The great towns and “real” citadels that history has chosen to embellish had risen from amber sands into towers of cacophony if the books are correct. This little wayward town of my birth and its peoples boast none of these grandiose metaphors consummated with their own destruction. My hovel, the rat hole warren three streets wide and six feet deep in uncertainty entertains nothing but awkward tunnels and spaces along the roads-elaborate gutters for which bodies should be left. Like every small town that builds its own gothic and alienating history, mine is no different. I drive the car onto the main thoroughfare, park, and stand in front on the clinic where I began. It is closed. I can no longer recognize the signs that have been painted over the clinics original fitting. It’s an observation of erasure and discontent. My records will not be here and I am peace with this.
“The only honest response is to stand and be numbered and lost at the same time”.

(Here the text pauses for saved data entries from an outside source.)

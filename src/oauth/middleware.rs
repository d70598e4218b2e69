//! Tower middleware that enforces bearer authentication on HTTP requests.
//!
//! Provides [`OAuthLayer`] and [`OAuthService`]. Every request outside the
//! public paths must carry `Authorization: Bearer <token>`; the token is
//! handed to a [`TokenVerifier`] and, once verified, checked against the
//! default scopes of the [`ScopePolicy`].

use std::future::Future;
use std::pin::Pin;
use std::sync::Arc;
use std::task::{Context, Poll};

use axum::body::Body;
use axum::http::{HeaderMap, HeaderValue, Request, StatusCode, header};
use axum::response::{IntoResponse, Response};
use tower::Layer;

use super::error::OAuthError;
use super::metadata::ProtectedResourceMetadata;
use super::scope::ScopePolicy;
use super::token::TokenVerifier;
use crate::error::ErrorCode;

/// Tower layer that wraps services with bearer token verification.
///
/// On success the verified [`AccessToken`](super::AccessToken) is inserted
/// into the request extensions for downstream handlers.
///
/// # Example
///
/// ```rust,no_run
/// use mcp_resource_server::oauth::{
///     IntrospectionTokenVerifier, OAuthLayer, ProtectedResourceMetadata, ScopePolicy,
/// };
///
/// # fn build() -> Result<(), mcp_resource_server::BoxError> {
/// let verifier = IntrospectionTokenVerifier::new(
///     "https://auth.example.com/realms/master/protocol/openid-connect/token/introspect",
///     "https://mcp.example.com",
///     "mcp-server",
///     "secret",
/// )?;
/// let metadata = ProtectedResourceMetadata::new("https://mcp.example.com")
///     .authorization_server("https://auth.example.com/realms/master/");
///
/// let layer = OAuthLayer::new(verifier, metadata)
///     .scope_policy(ScopePolicy::new().default_scope("mcp:tools"));
/// # Ok(())
/// # }
/// ```
#[derive(Clone)]
pub struct OAuthLayer<V: TokenVerifier> {
    verifier: V,
    challenge: Arc<Challenge>,
    scope_policy: ScopePolicy,
    public_paths: Arc<Vec<String>>,
}

/// What every rejection advertises back to the client.
#[derive(Debug)]
struct Challenge {
    resource_metadata_url: String,
    scope_hint: Option<String>,
}

impl<V: TokenVerifier> OAuthLayer<V> {
    /// Create a layer that verifies tokens with `verifier`.
    ///
    /// The metadata document's own path is public from the start.
    pub fn new(verifier: V, metadata: ProtectedResourceMetadata) -> Self {
        Self {
            verifier,
            challenge: Arc::new(Challenge {
                resource_metadata_url: metadata.metadata_url(),
                scope_hint: None,
            }),
            scope_policy: ScopePolicy::new(),
            public_paths: Arc::new(vec![metadata.metadata_path()]),
        }
    }

    /// Set the scope policy. Its default scopes are checked here and
    /// advertised in challenges.
    pub fn scope_policy(mut self, policy: ScopePolicy) -> Self {
        self.challenge = Arc::new(Challenge {
            resource_metadata_url: self.challenge.resource_metadata_url.clone(),
            scope_hint: policy.default_scope_hint(),
        });
        self.scope_policy = policy;
        self
    }

    /// Add a path that does not require authentication.
    pub fn public_path(mut self, path: impl Into<String>) -> Self {
        Arc::make_mut(&mut self.public_paths).push(path.into());
        self
    }
}

impl<S, V: TokenVerifier> Layer<S> for OAuthLayer<V> {
    type Service = OAuthService<S, V>;

    fn layer(&self, inner: S) -> Self::Service {
        OAuthService {
            inner,
            verifier: self.verifier.clone(),
            challenge: self.challenge.clone(),
            scope_policy: self.scope_policy.clone(),
            public_paths: self.public_paths.clone(),
        }
    }
}

/// Tower service created by [`OAuthLayer`].
///
/// For each request:
///
/// 1. Public paths pass straight through.
/// 2. The bearer token is read from the `Authorization` header.
/// 3. The [`TokenVerifier`] decides whether it is valid.
/// 4. The default scopes of the [`ScopePolicy`] are checked.
/// 5. The [`AccessToken`](super::AccessToken) is inserted into the request
///    extensions and the request is forwarded.
///
/// Failures end the request with 401 or 403, a `WWW-Authenticate` challenge
/// and a JSON-RPC error body.
#[derive(Clone)]
pub struct OAuthService<S, V: TokenVerifier> {
    inner: S,
    verifier: V,
    challenge: Arc<Challenge>,
    scope_policy: ScopePolicy,
    public_paths: Arc<Vec<String>>,
}

impl<S, V> tower_service::Service<Request<Body>> for OAuthService<S, V>
where
    S: tower_service::Service<Request<Body>, Response = Response> + Clone + Send + 'static,
    S::Future: Send,
    S::Error: Send,
    V: TokenVerifier,
{
    type Response = Response;
    type Error = S::Error;
    type Future = Pin<Box<dyn Future<Output = Result<Self::Response, Self::Error>> + Send>>;

    fn poll_ready(&mut self, cx: &mut Context<'_>) -> Poll<Result<(), Self::Error>> {
        self.inner.poll_ready(cx)
    }

    fn call(&mut self, mut req: Request<Body>) -> Self::Future {
        // Take the service that was driven to readiness, leave a fresh clone behind.
        let clone = self.inner.clone();
        let mut inner = std::mem::replace(&mut self.inner, clone);

        if self.is_public(req.uri().path()) {
            return Box::pin(inner.call(req));
        }

        let verifier = self.verifier.clone();
        let challenge = self.challenge.clone();
        let scope_policy = self.scope_policy.clone();

        Box::pin(async move {
            let Some(token) = bearer_token(req.headers()) else {
                tracing::debug!(path = %req.uri().path(), "Request without bearer token");
                return Ok(oauth_error_response(&OAuthError::MissingToken, &challenge));
            };

            let access_token = match verifier.verify_token(&token).await {
                Ok(access_token) => access_token,
                Err(error) => return Ok(oauth_error_response(&error, &challenge)),
            };

            if let Err(error) = scope_policy.check_default(&access_token) {
                tracing::debug!(
                    client_id = %access_token.client_id,
                    error = %error,
                    "Token lacks default scope"
                );
                return Ok(oauth_error_response(&error, &challenge));
            }

            req.extensions_mut().insert(access_token);
            inner.call(req).await
        })
    }
}

impl<S, V: TokenVerifier> OAuthService<S, V> {
    fn is_public(&self, path: &str) -> bool {
        self.public_paths.iter().any(|p| p == path)
    }
}

/// Read the bearer token from the `Authorization` header.
///
/// The scheme is matched case-insensitively. A header with an empty token
/// counts as no token.
fn bearer_token(headers: &HeaderMap) -> Option<String> {
    let value = headers.get(header::AUTHORIZATION)?.to_str().ok()?;
    let (scheme, token) = value.trim().split_once(' ')?;
    if !scheme.eq_ignore_ascii_case("bearer") {
        return None;
    }
    let token = token.trim();
    (!token.is_empty()).then(|| token.to_string())
}

fn oauth_error_response(error: &OAuthError, challenge: &Challenge) -> Response {
    let status = match error.status_code() {
        403 => StatusCode::FORBIDDEN,
        _ => StatusCode::UNAUTHORIZED,
    };

    let www_authenticate = error.www_authenticate(
        Some(&challenge.resource_metadata_url),
        challenge.scope_hint.as_deref(),
    );

    let body = serde_json::json!({
        "jsonrpc": "2.0",
        "error": {
            "code": ErrorCode::Unauthorized as i32,
            "message": error.to_string()
        },
        "id": null
    });

    let mut response = (status, axum::Json(body)).into_response();
    response.headers_mut().insert(
        header::WWW_AUTHENTICATE,
        HeaderValue::from_str(&www_authenticate)
            .unwrap_or_else(|_| HeaderValue::from_static("Bearer")),
    );
    response
}

#[cfg(test)]
mod tests {
    use super::*;
    use crate::oauth::AccessToken;
    use tower::ServiceExt;

    /// Inner service that echoes the verified client id, or "anonymous".
    #[derive(Clone)]
    struct EchoClient;

    impl tower_service::Service<Request<Body>> for EchoClient {
        type Response = Response;
        type Error = std::convert::Infallible;
        type Future = Pin<Box<dyn Future<Output = Result<Self::Response, Self::Error>> + Send>>;

        fn poll_ready(&mut self, _cx: &mut Context<'_>) -> Poll<Result<(), Self::Error>> {
            Poll::Ready(Ok(()))
        }

        fn call(&mut self, req: Request<Body>) -> Self::Future {
            let client = req
                .extensions()
                .get::<AccessToken>()
                .map(|t| t.client_id.clone())
                .unwrap_or_else(|| "anonymous".to_string());
            Box::pin(async move { Ok(client.into_response()) })
        }
    }

    /// Accepts `good` (scope mcp:tools) and `narrow` (scope other).
    #[derive(Clone)]
    struct StaticVerifier;

    impl TokenVerifier for StaticVerifier {
        async fn verify_token(&self, token: &str) -> Result<AccessToken, OAuthError> {
            let scopes = match token {
                "good" => vec!["mcp:tools".to_string()],
                "narrow" => vec!["other".to_string()],
                _ => {
                    return Err(OAuthError::InvalidToken {
                        description: "token verification failed".to_string(),
                    });
                }
            };
            Ok(AccessToken {
                token: token.to_string(),
                client_id: "client-1".to_string(),
                scopes,
                expires_at: None,
                resource: None,
            })
        }
    }

    fn layer() -> OAuthLayer<StaticVerifier> {
        OAuthLayer::new(
            StaticVerifier,
            ProtectedResourceMetadata::new("https://mcp.example.com"),
        )
        .scope_policy(ScopePolicy::new().default_scope("mcp:tools"))
    }

    async fn send(layer: OAuthLayer<StaticVerifier>, req: Request<Body>) -> Response {
        layer.layer(EchoClient).oneshot(req).await.unwrap()
    }

    fn request(authorization: Option<&str>) -> Request<Body> {
        let mut builder = Request::builder().uri("/mcp");
        if let Some(value) = authorization {
            builder = builder.header(header::AUTHORIZATION, value);
        }
        builder.body(Body::empty()).unwrap()
    }

    fn challenge_of(resp: &Response) -> String {
        resp.headers()
            .get(header::WWW_AUTHENTICATE)
            .unwrap()
            .to_str()
            .unwrap()
            .to_string()
    }

    async fn body_string(resp: Response) -> String {
        let bytes = axum::body::to_bytes(resp.into_body(), usize::MAX)
            .await
            .unwrap();
        String::from_utf8(bytes.to_vec()).unwrap()
    }

    #[tokio::test]
    async fn test_missing_token_returns_401_with_discovery() {
        let resp = send(layer(), request(None)).await;
        assert_eq!(resp.status(), StatusCode::UNAUTHORIZED);
        assert_eq!(
            challenge_of(&resp),
            "Bearer resource_metadata=\"https://mcp.example.com/.well-known/oauth-protected-resource\", scope=\"mcp:tools\""
        );

        let body: serde_json::Value = serde_json::from_str(&body_string(resp).await).unwrap();
        assert_eq!(body["error"]["code"], -32001);
        assert_eq!(body["id"], serde_json::Value::Null);
    }

    #[tokio::test]
    async fn test_valid_token_reaches_inner_with_principal() {
        let resp = send(layer(), request(Some("Bearer good"))).await;
        assert_eq!(resp.status(), StatusCode::OK);
        assert_eq!(body_string(resp).await, "client-1");
    }

    #[tokio::test]
    async fn test_scheme_is_case_insensitive() {
        let resp = send(layer(), request(Some("bearer good"))).await;
        assert_eq!(resp.status(), StatusCode::OK);
    }

    #[tokio::test]
    async fn test_empty_or_foreign_credentials_count_as_missing() {
        for value in ["Bearer ", "Bearer", "Basic dXNlcjpwYXNz", "good"] {
            let resp = send(layer(), request(Some(value))).await;
            assert_eq!(resp.status(), StatusCode::UNAUTHORIZED, "{value}");
            assert!(!challenge_of(&resp).contains("error="), "{value}");
        }
    }

    #[tokio::test]
    async fn test_rejected_token_returns_invalid_token() {
        let resp = send(layer(), request(Some("Bearer forged"))).await;
        assert_eq!(resp.status(), StatusCode::UNAUTHORIZED);
        let challenge = challenge_of(&resp);
        assert!(challenge.contains("error=\"invalid_token\""));
        assert!(challenge.contains("resource_metadata="));
    }

    #[tokio::test]
    async fn test_missing_default_scope_returns_403() {
        let resp = send(layer(), request(Some("Bearer narrow"))).await;
        assert_eq!(resp.status(), StatusCode::FORBIDDEN);
        let challenge = challenge_of(&resp);
        assert!(challenge.contains("error=\"insufficient_scope\""));
        assert!(challenge.contains("scope=\"mcp:tools\""));
    }

    #[tokio::test]
    async fn test_metadata_path_is_public() {
        let req = Request::builder()
            .uri("/.well-known/oauth-protected-resource")
            .body(Body::empty())
            .unwrap();
        let resp = send(layer(), req).await;
        assert_eq!(resp.status(), StatusCode::OK);
        assert_eq!(body_string(resp).await, "anonymous");
    }

    #[tokio::test]
    async fn test_nested_metadata_path_is_public() {
        let layer = OAuthLayer::new(
            StaticVerifier,
            ProtectedResourceMetadata::new("https://mcp.example.com/tenant"),
        );
        let req = Request::builder()
            .uri("/.well-known/oauth-protected-resource/tenant")
            .body(Body::empty())
            .unwrap();
        assert_eq!(send(layer.clone(), req).await.status(), StatusCode::OK);

        let resp = send(layer, request(None)).await;
        assert!(challenge_of(&resp).contains(
            "resource_metadata=\"https://mcp.example.com/.well-known/oauth-protected-resource/tenant\""
        ));
    }

    #[tokio::test]
    async fn test_custom_public_path() {
        let req = Request::builder()
            .uri("/health")
            .body(Body::empty())
            .unwrap();
        let resp = send(layer().public_path("/health"), req).await;
        assert_eq!(resp.status(), StatusCode::OK);
    }

    #[tokio::test]
    async fn test_public_path_is_exact() {
        let req = Request::builder()
            .uri("/.well-known/oauth-protected-resource-extra")
            .body(Body::empty())
            .unwrap();
        let resp = send(layer(), req).await;
        assert_eq!(resp.status(), StatusCode::UNAUTHORIZED);
    }

    #[test]
    fn test_bearer_token_parsing() {
        let mut headers = HeaderMap::new();
        assert_eq!(bearer_token(&headers), None);

        headers.insert(header::AUTHORIZATION, HeaderValue::from_static("BEARER  abc "));
        assert_eq!(bearer_token(&headers).as_deref(), Some("abc"));
    }
}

Blanch’s book for me, is surprisingly unnerving. There is a hint at the connectedness of a global community seething through super-highways of wiring, air travel, and satellite reception. There are the smallest of towns losing their anonymity under a global surveillance of disingenuous Google mapping. The underpasses are filled with viscous green fluid illuminated by flash, the railroad guardrail, wires, and gates all make me uncomfortable. The idea of another piece of shit town where escape is necessary and the need to return a heavy and burden-filled dilemma all sit within my own wayward experience. These spaces that Blanch has investigated that radiate a utilitarian usefulness feel like spaces, which I would expect to find the bones of a child, left unexamined and half-bleached by strong sunlight. These spaces that he has photographed are considerably “dead” and I am drawn to their possibility. These dead spaces are so ubiquitous, casually observed, and within my understanding of them; a nuanced pathology ensues, clinical in metaphorical response. Something that looks so nothing has become a sickened bastion for the crust of time in the eye of God; a lamentation that nothing will ever be simple and that there is no such thing as off-grid anymore. The only honest response is to stand and be numbered and lost at the same time. Summoning the ghost of Ballard, we wade on. HIGHLY Recommended.